If you have identified the time left with you to save for your child’s education you can use the following strategies to build a decent corpus to support your child’s education.
You should consider mutual funds and its various benefits over usual child plans. One of the popular ways for the best investment plan for child is through SIP (systematic investment plan). Considering the time left for your child’s higher education you need to decide on an amount that should be kept aside every month. For instance, if your kid is 8 years old and you decide to start investing to create a corpus for his B.Tech degree. Considering the rise in expenses let us assume the cost of B.Tech degree 10 years down the line to be Rs 25 lakhs. For this you need to invest Rs 13,000 amount regularly every month through SIPs. Assuming 10% returns for 10 year period you will have Rs. 25, 90,000 after 10 years of regular investment. The key to getting more benefits is to start an early investment in mutual fund for child education.
Equity funds are apt for people who are looking for lower risk factors and consider investing for a longer run. The ideal time to invest in equity funds is when your child is at an early age and you are left with 15-20 years for your retirement. This amount of period is necessary for your investment plan to withstand the volatile market conditions.
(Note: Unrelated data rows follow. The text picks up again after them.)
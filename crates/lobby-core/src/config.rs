// ── Runtime login configuration ──
//
// Describes *where* and *how patiently* to connect. Built by the shell
// from config files and flags; the core never reads files itself.

use std::path::PathBuf;
use std::time::Duration;

use url::Url;

use lobby_api::{TlsMode, TransportConfig};

use crate::error::CoreError;

/// TLS verification strategy.
#[derive(Debug, Clone, Default, PartialEq, Eq)]
pub enum TlsVerification {
    /// Built-in root store (strict).
    #[default]
    SystemDefaults,
    /// Custom CA certificate file.
    CustomCa(PathBuf),
    /// Skip verification (self-signed servers).
    DangerAcceptInvalid,
}

/// Configuration for logging in against a single game server.
#[derive(Debug, Clone)]
pub struct LoginConfig {
    /// XML-RPC endpoint (e.g., `http://localhost:8080/RPC2`).
    pub endpoint: Url,
    pub tls: TlsVerification,
    /// Per-request HTTP timeout.
    pub timeout: Duration,
    /// Upper bound on a whole connect attempt. Guarantees the in-progress
    /// flag is released even if the server never answers.
    pub attempt_timeout: Duration,
}

impl LoginConfig {
    pub fn new(endpoint: Url) -> Self {
        Self {
            endpoint,
            ..Self::default()
        }
    }

    /// Reject configurations the transport can't use.
    pub fn validate(&self) -> Result<(), CoreError> {
        match self.endpoint.scheme() {
            "http" | "https" => {}
            other => {
                return Err(CoreError::Config {
                    message: format!("endpoint must be http or https, got '{other}'"),
                });
            }
        }
        if self.timeout.is_zero() || self.attempt_timeout.is_zero() {
            return Err(CoreError::Config {
                message: "timeouts must be greater than zero".into(),
            });
        }
        Ok(())
    }

    pub(crate) fn transport_config(&self) -> TransportConfig {
        let tls = match &self.tls {
            TlsVerification::SystemDefaults => TlsMode::System,
            TlsVerification::CustomCa(path) => TlsMode::CustomCa(path.clone()),
            TlsVerification::DangerAcceptInvalid => TlsMode::DangerAcceptInvalid,
        };
        TransportConfig {
            tls,
            ..TransportConfig::default()
        }
        .with_timeout(self.timeout)
    }
}

impl Default for LoginConfig {
    fn default() -> Self {
        Self {
            endpoint: default_endpoint(),
            tls: TlsVerification::default(),
            timeout: Duration::from_secs(30),
            attempt_timeout: Duration::from_secs(10),
        }
    }
}

/// Default endpoint of a locally running platform server.
pub const DEFAULT_ENDPOINT: &str = "http://localhost:8080/RPC2";

#[allow(clippy::expect_used)]
fn default_endpoint() -> Url {
    Url::parse(DEFAULT_ENDPOINT).expect("default endpoint is a valid URL")
}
You need to invest in low-risk equity funds which will also yield you returns of 12-13% annually.
Gold ETF is an exchange traded fund that allows you to track and reflect the price of physical gold. The flexibility in selling and buying gold units makes this type more efficient for best child education plan. The liquidity is higher in Gold ETF as compared to physical gold which makes it a best investment plan for child. This type of investment is recommended because the gold ETF can be used as collateral security when you require monetary help from the financial institutions. You can use this to support your child’s education when your child's education investment plan fails to cover all the expenses. Also, there are zero entry and exit loads which makes gold ETFs more cost effective and profitable.
Unit-Linked Insurance Plans or ULIPs is a type of mutual fund that invests in equity or debt funds or sometimes both. You can invest in ULIPs to build a corpus and secure your child’s future. In ULIP to avoid early withdrawal in initial years are accountable to pay hefty charges. ULIPs comes with triple benefits of great insurance coverage, disciplined investments, and participation in the equity market. When the nominee receives the sum, the future premium is discarded at the maturity value, to secure your children’s future.
This type of investment is traditional and is considered as one of the best child investment plans in India. Various banks in India offer fixed deposit plans to secure your child’s education plan. Each of them can be different in ways like some of them provide extra benefits in the form of insurance some may offer maturity payout on expiry. Investing in recurring deposits will also provide cushion to stay afloat amidst rising education expenses. No matter which type you chose don’t go for deposits that fall under 30% tax slab. This amount of taxation rate will burn a big chunk of your interest.
Looking at the various options there are three important guidelines that you should follow before you start the best investment for children. Firstly, start a child education plan as early as possible. Secondly, evaluate the risk factor, depending on your age and your source of income. Lastly, you must update your plan, whenever you find the situation is dynamic and ever-changing.